## Your goal
Look below for lines that hold the string "settled" and copy each one.

Saved data entries:
■ ■ ■ ■ ■ ■ ■

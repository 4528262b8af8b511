//! Bevy audio backend for the [`AudioDirector`].
//!
//! The director talks to a [`MixerDesk`], which only records what it was asked
//! to do. [`apply_desk_commands`] turns those records into entities and
//! component state, and [`sync_sinks`] pushes that state into Bevy's audio
//! sinks every frame, so changes made before a sink exists are not lost.
//!
//! A voice started within a drain has no entity yet, so the commands that
//! follow it in the same drain are folded into the spawn instead.

use std::path::{Path, PathBuf};
use std::time::Duration;

use bevy::audio::{AddAudioSource, AudioSinkPlayback, Decodable, Source, Volume};
use bevy::prelude::*;
use rain_core::audio::noise::NoiseGenerator;
use rain_core::audio::{AudioError, VoiceId};
use rain_core::{AudioDirector, Mixer, NoiseLayer, Soundtrack};

const SAMPLE_RATE: u32 = 44_100;

/// A procedural noise bed, played as an endless source.
#[derive(Asset, TypePath, Clone, Copy)]
pub struct NoiseBed {
    pub layer: NoiseLayer,
    pub seed: u64,
}

/// Sample stream for a [`NoiseBed`].
pub struct NoiseDecoder {
    generator: NoiseGenerator,
}

impl Iterator for NoiseDecoder {
    type Item = f32;

    fn next(&mut self) -> Option<f32> {
        self.generator.next()
    }
}

impl Source for NoiseDecoder {
    fn current_frame_len(&self) -> Option<usize> {
        None
    }

    fn channels(&self) -> u16 {
        1
    }

    fn sample_rate(&self) -> u32 {
        self.generator.sample_rate()
    }

    fn total_duration(&self) -> Option<Duration> {
        None
    }
}

impl Decodable for NoiseBed {
    type DecoderItem = f32;
    type Decoder = NoiseDecoder;

    fn decoder(&self) -> Self::Decoder {
        NoiseDecoder {
            generator: NoiseGenerator::for_layer(self.layer, SAMPLE_RATE, self.seed),
        }
    }
}

/// Something the director asked for that still has to reach the ECS.
#[derive(Debug, Clone, PartialEq)]
enum DeskCommand {
    SpawnBeds,
    LayerGain(NoiseLayer, f32),
    Start(VoiceId, PathBuf),
    Volume(VoiceId, f32),
    Pause(VoiceId),
    Resume(VoiceId),
    Stop(VoiceId),
}

/// [`Mixer`] that queues work for the Bevy systems below.
#[derive(Default)]
pub struct MixerDesk {
    asset_root: PathBuf,
    queue: Vec<DeskCommand>,
}

impl MixerDesk {
    pub fn new(asset_root: impl Into<PathBuf>) -> Self {
        Self {
            asset_root: asset_root.into(),
            queue: Vec::new(),
        }
    }

    fn drain(&mut self) -> Vec<DeskCommand> {
        std::mem::take(&mut self.queue)
    }
}

impl Mixer for MixerDesk {
    fn open(&mut self) -> Result<(), AudioError> {
        self.queue.push(DeskCommand::SpawnBeds);
        Ok(())
    }

    fn set_layer_gain(&mut self, layer: NoiseLayer, gain: f32) {
        self.queue.push(DeskCommand::LayerGain(layer, gain));
    }

    fn start_voice(&mut self, id: VoiceId, track: Soundtrack) -> Result<(), AudioError> {
        let path = track.asset_path().ok_or(AudioError::MissingTrack(track))?;
        if !self.asset_root.join(path).exists() {
            return Err(AudioError::MissingTrack(track));
        }
        self.queue.push(DeskCommand::Start(id, PathBuf::from(path)));
        Ok(())
    }

    fn set_voice_volume(&mut self, id: VoiceId, volume: f32) {
        self.queue.push(DeskCommand::Volume(id, volume));
    }

    fn pause_voice(&mut self, id: VoiceId) {
        self.queue.push(DeskCommand::Pause(id));
    }

    fn resume_voice(&mut self, id: VoiceId) {
        self.queue.push(DeskCommand::Resume(id));
    }

    fn stop_voice(&mut self, id: VoiceId) {
        self.queue.push(DeskCommand::Stop(id));
    }
}

/// The director, as a resource.
#[derive(Resource)]
pub struct AudioStage {
    pub director: AudioDirector<MixerDesk>,
}

impl AudioStage {
    pub fn new(asset_root: impl AsRef<Path>) -> Self {
        Self {
            director: AudioDirector::new(MixerDesk::new(asset_root.as_ref())),
        }
    }
}

/// A playing noise bed and the gain it should have.
#[derive(Component)]
pub struct Bed {
    layer: NoiseLayer,
    gain: f32,
}

/// A playing music track and the state it should be in.
#[derive(Component, Debug, Clone, PartialEq)]
pub struct Voice {
    id: VoiceId,
    volume: f32,
    paused: bool,
}

/// One drain of the desk, split by whether a voice already has an entity.
#[derive(Debug, Default, PartialEq)]
struct Batch {
    /// Gains for noise beds opened in this drain, rain then city.
    beds: Option<[f32; 2]>,
    /// Voices started in this drain, with the state they ended it in.
    spawns: Vec<(PathBuf, Voice)>,
    /// Everything that targets beds or already spawned voices.
    rest: Vec<DeskCommand>,
}

impl Batch {
    fn fold(commands: Vec<DeskCommand>) -> Self {
        let mut batch = Batch::default();
        for command in commands {
            let id = match &command {
                DeskCommand::Start(id, path) => {
                    batch.spawns.push((
                        path.clone(),
                        Voice {
                            id: *id,
                            volume: 0.0,
                            paused: false,
                        },
                    ));
                    continue;
                }
                DeskCommand::Volume(id, _)
                | DeskCommand::Pause(id)
                | DeskCommand::Resume(id)
                | DeskCommand::Stop(id) => *id,
                DeskCommand::SpawnBeds => {
                    batch.beds = Some([0.0; 2]);
                    continue;
                }
                DeskCommand::LayerGain(layer, gain) => {
                    let (layer, gain) = (*layer, *gain);
                    match batch.beds.as_mut() {
                        Some(gains) => gains[bed_index(layer)] = gain,
                        None => batch.rest.push(DeskCommand::LayerGain(layer, gain)),
                    }
                    continue;
                }
            };

            let Some(index) = batch.spawns.iter().position(|(_, v)| v.id == id) else {
                batch.rest.push(command);
                continue;
            };
            let voice = &mut batch.spawns[index].1;
            match command {
                DeskCommand::Volume(_, volume) => voice.volume = volume,
                DeskCommand::Pause(_) => voice.paused = true,
                DeskCommand::Resume(_) => voice.paused = false,
                DeskCommand::Stop(_) => {
                    batch.spawns.remove(index);
                }
                _ => {}
            }
        }
        batch
    }
}

fn bed_index(layer: NoiseLayer) -> usize {
    match layer {
        NoiseLayer::Rain => 0,
        NoiseLayer::City => 1,
    }
}

pub fn register(app: &mut App) {
    app.add_audio_source::<NoiseBed>()
        .add_systems(Update, (advance_director, apply_desk_commands, sync_sinks).chain())
        .add_systems(Last, (shutdown_on_exit, apply_desk_commands).chain());
}

/// Silence everything once the app is about to exit.
fn shutdown_on_exit(mut exits: EventReader<AppExit>, mut stage: ResMut<AudioStage>) {
    if exits.read().next().is_some() {
        info!("shutting down audio");
        stage.director.shutdown();
    }
}

/// Let the director run its ramps.
fn advance_director(mut stage: ResMut<AudioStage>, time: Res<Time>) {
    stage.director.advance(time.delta());
}

/// Spawn, update and despawn audio entities for queued desk commands.
fn apply_desk_commands(
    mut commands: Commands,
    mut stage: ResMut<AudioStage>,
    asset_server: Res<AssetServer>,
    mut noise_beds: ResMut<Assets<NoiseBed>>,
    mut beds: Query<&mut Bed>,
    mut voices: Query<(Entity, &mut Voice, Option<&AudioSink>)>,
) {
    let batch = Batch::fold(stage.director.mixer_mut().drain());
    if let Some(gains) = batch.beds {
        for layer in [NoiseLayer::Rain, NoiseLayer::City] {
            let gain = gains[bed_index(layer)];
            let handle = noise_beds.add(NoiseBed {
                layer,
                seed: rand::random(),
            });
            commands.spawn((
                AudioPlayer(handle),
                PlaybackSettings::LOOP.with_volume(Volume::new(gain)),
                Bed { layer, gain },
            ));
        }
        info!("noise beds started");
    }
    for (path, voice) in batch.spawns {
        let settings = PlaybackSettings::LOOP.with_volume(Volume::new(voice.volume));
        commands.spawn((
            AudioPlayer::<AudioSource>(asset_server.load(path)),
            if voice.paused { settings.paused() } else { settings },
            voice,
        ));
    }

    for command in batch.rest {
        match command {
            DeskCommand::LayerGain(layer, gain) => {
                for mut bed in beds.iter_mut().filter(|b| b.layer == layer) {
                    bed.gain = gain;
                }
            }
            DeskCommand::SpawnBeds | DeskCommand::Start(..) => {}
            DeskCommand::Volume(id, volume) => {
                if let Some((_, mut voice, _)) = voices.iter_mut().find(|(_, v, _)| v.id == id) {
                    voice.volume = volume;
                }
            }
            DeskCommand::Pause(id) => {
                if let Some((_, mut voice, _)) = voices.iter_mut().find(|(_, v, _)| v.id == id) {
                    voice.paused = true;
                }
            }
            DeskCommand::Resume(id) => {
                if let Some((_, mut voice, _)) = voices.iter_mut().find(|(_, v, _)| v.id == id) {
                    voice.paused = false;
                }
            }
            DeskCommand::Stop(id) => {
                if let Some((entity, _, sink)) = voices.iter().find(|(_, v, _)| v.id == id) {
                    if let Some(sink) = sink {
                        sink.stop();
                    }
                    commands.entity(entity).despawn();
                }
            }
        }
    }
}

/// Push bed gains and voice state into the sinks.
fn sync_sinks(
    beds: Query<(&Bed, &AudioSink)>,
    voices: Query<(&Voice, &AudioSink)>,
) {
    for (bed, sink) in &beds {
        if (sink.volume() - bed.gain).abs() > f32::EPSILON {
            sink.set_volume(bed.gain);
        }
    }
    for (voice, sink) in &voices {
        if (sink.volume() - voice.volume).abs() > f32::EPSILON {
            sink.set_volume(voice.volume);
        }
        if voice.paused != sink.is_paused() {
            if voice.paused {
                sink.pause();
            } else {
                sink.play();
            }
        }
    }
}
impl<M: Mixer> AudioDirector<M> {
    pub fn new(mixer: M) -> Self {
        Self {
            mixer,
            ready: false,
            enabled: false,
            rain: Ramp::at(0.0),
            city: Ramp::at(0.0),
            selected: None,
            current: None,
            outgoing: None,
            next_voice: 0,
        }
    }

    /// Open the output and start `track`. Calling again once ready does nothing.
    pub fn init(&mut self, track: Soundtrack) -> Result<(), AudioError> {
        if self.ready {
            return Ok(());
        }
        self.mixer.open()?;
        self.ready = true;
        self.selected = None;
        self.switch_track(track);
        Ok(())
    }

    pub fn is_ready(&self) -> bool {
        self.ready
    }

    pub fn is_enabled(&self) -> bool {
        self.enabled
    }

    /// Ramp both noise layers toward the level for `intensity`.
    ///
    /// Ignored until the output is open and while audio is faded out.
    pub fn set_intensity(&mut self, intensity: Intensity) {
        if !self.ready || !self.enabled {
            return;
        }
        let target = match intensity {
            Intensity::High => &HIGH,
            Intensity::Low => &LOW,
        };
        self.ramp_layers(target);
    }

    /// Crossfade to `track`. Returns `false` when it is already selected.
    ///
    /// The previous track steps down and stops while the new one steps up from
    /// zero. A track still fading out from an earlier switch is cut at once so
    /// that at most two voices ever sound. Before [`init`](Self::init) only the
    /// selection is recorded.
    pub fn switch_track(&mut self, track: Soundtrack) -> bool {
        if self.selected == Some(track) {
            return false;
        }
        self.selected = Some(track);
        if !self.ready {
            return true;
        }

        if let Some(old) = self.outgoing.take() {
            self.mixer.stop_voice(old.id);
        }
        if let Some(voice) = self.current.take() {
            if voice.phase == VoicePhase::Paused || voice.volume <= 0.0 {
                self.mixer.stop_voice(voice.id);
            } else {
                self.outgoing = Some(Outgoing {
                    id: voice.id,
                    volume: voice.volume,
                    stepper: Stepper::default(),
                });
            }
        }

        if track.is_silence() {
            debug!("music silenced");
            return true;
        }

        let id = VoiceId(self.next_voice);
        self.next_voice += 1;
        if let Err(e) = self.mixer.start_voice(id, track) {
            warn!(error = %e, ?track, "could not start track");
            return true;
        }

        let phase = if self.enabled {
            VoicePhase::Rising
        } else {
            self.mixer.pause_voice(id);
            VoicePhase::Paused
        };
        self.current = Some(Voice {
            id,
            track,
            volume: 0.0,
            phase,
            stepper: Stepper::default(),
        });
        true
    }

    /// Bring the noise layers and the current track back up.
    pub fn fade_in(&mut self) {
        if !self.ready {
            return;
        }
        self.enabled = true;
        self.ramp_layers(&FADE_IN);
        if let Some(voice) = &mut self.current {
            if voice.phase == VoicePhase::Paused {
                self.mixer.resume_voice(voice.id);
            }
            voice.phase = VoicePhase::Rising;
        }
    }

    /// Take everything down; the track pauses once silent.
    pub fn fade_out(&mut self) {
        self.enabled = false;
        if !self.ready {
            return;
        }
        self.ramp_layers(&FADE_OUT);
        if let Some(voice) = &mut self.current {
            if voice.phase != VoicePhase::Paused {
                voice.phase = VoicePhase::Muting;
            }
        }
    }

    /// Apply every change due within `dt`.
    pub fn advance(&mut self, dt: Duration) {
        if !self.rain.settled() {
            let gain = self.rain.advance(dt);
            self.mixer.set_layer_gain(NoiseLayer::Rain, gain);
        }
        if !self.city.settled() {
            let gain = self.city.advance(dt);
            self.mixer.set_layer_gain(NoiseLayer::City, gain);
        }

        if let Some(voice) = &mut self.current {
            match voice.phase {
                VoicePhase::Rising => {
                    let n = voice.stepper.steps(dt, RISE_EVERY);
                    if n > 0 {
                        voice.volume = (voice.volume + RISE_STEP * n as f32).min(TRACK_CAP);
                        self.mixer.set_voice_volume(voice.id, voice.volume);
                        if voice.volume >= TRACK_CAP {
                            voice.phase = VoicePhase::Holding;
                        }
                    }
                }
                VoicePhase::Muting => {
                    let n = voice.stepper.steps(dt, MUTE_EVERY);
                    if n > 0 {
                        voice.volume = (voice.volume - MUTE_STEP * n as f32).max(0.0);
                        self.mixer.set_voice_volume(voice.id, voice.volume);
                        if voice.volume <= 0.0 {
                            self.mixer.pause_voice(voice.id);
                            voice.phase = VoicePhase::Paused;
                        }
                    }
                }
                VoicePhase::Holding | VoicePhase::Paused => {}
            }
        }

        if let Some(old) = &mut self.outgoing {
            let n = old.stepper.steps(dt, SWAP_EVERY);
            if n > 0 {
                old.volume = (old.volume - SWAP_STEP * n as f32).max(0.0);
                self.mixer.set_voice_volume(old.id, old.volume);
                if old.volume <= 0.0 {
                    self.mixer.stop_voice(old.id);
                    self.outgoing = None;
                }
            }
        }
    }

    /// Stop everything immediately.
    pub fn shutdown(&mut self) {
        if let Some(old) = self.outgoing.take() {
            self.mixer.stop_voice(old.id);
        }
        if let Some(voice) = self.current.take() {
            self.mixer.stop_voice(voice.id);
        }
        self.rain = Ramp::at(0.0);
        self.city = Ramp::at(0.0);
        if self.ready {
            self.mixer.set_layer_gain(NoiseLayer::Rain, 0.0);
            self.mixer.set_layer_gain(NoiseLayer::City, 0.0);
        }
        self.selected = None;
        self.enabled = false;
    }

    /// The selected soundtrack, silence included.
    pub fn selected_track(&self) -> Option<Soundtrack> {
        self.selected
    }

    /// Track of the voice currently playing or paused.
    pub fn current_track(&self) -> Option<Soundtrack> {
        self.current.map(|v| v.track)
    }

    pub fn track_volume(&self) -> f32 {
        self.current.map(|v| v.volume).unwrap_or(0.0)
    }

    pub fn layer_gain(&self, layer: NoiseLayer) -> f32 {
        match layer {
            NoiseLayer::Rain => self.rain.value,
            NoiseLayer::City => self.city.value,
        }
    }

    pub fn is_crossfading(&self) -> bool {
        self.outgoing.is_some()
    }

    pub fn mixer(&self) -> &M {
        &self.mixer
    }

    pub fn mixer_mut(&mut self) -> &mut M {
        &mut self.mixer
    }

    fn ramp_layers(&mut self, target: &LayerTarget) {
        self.rain.toward(target.rain, target.rain_over);
        self.city.toward(target.city, target.city_over);
    }
}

■ ■ ■ ■ ■ ■ ■

## Exercise response
        if !self.rain.settled() {
        if !self.city.settled() {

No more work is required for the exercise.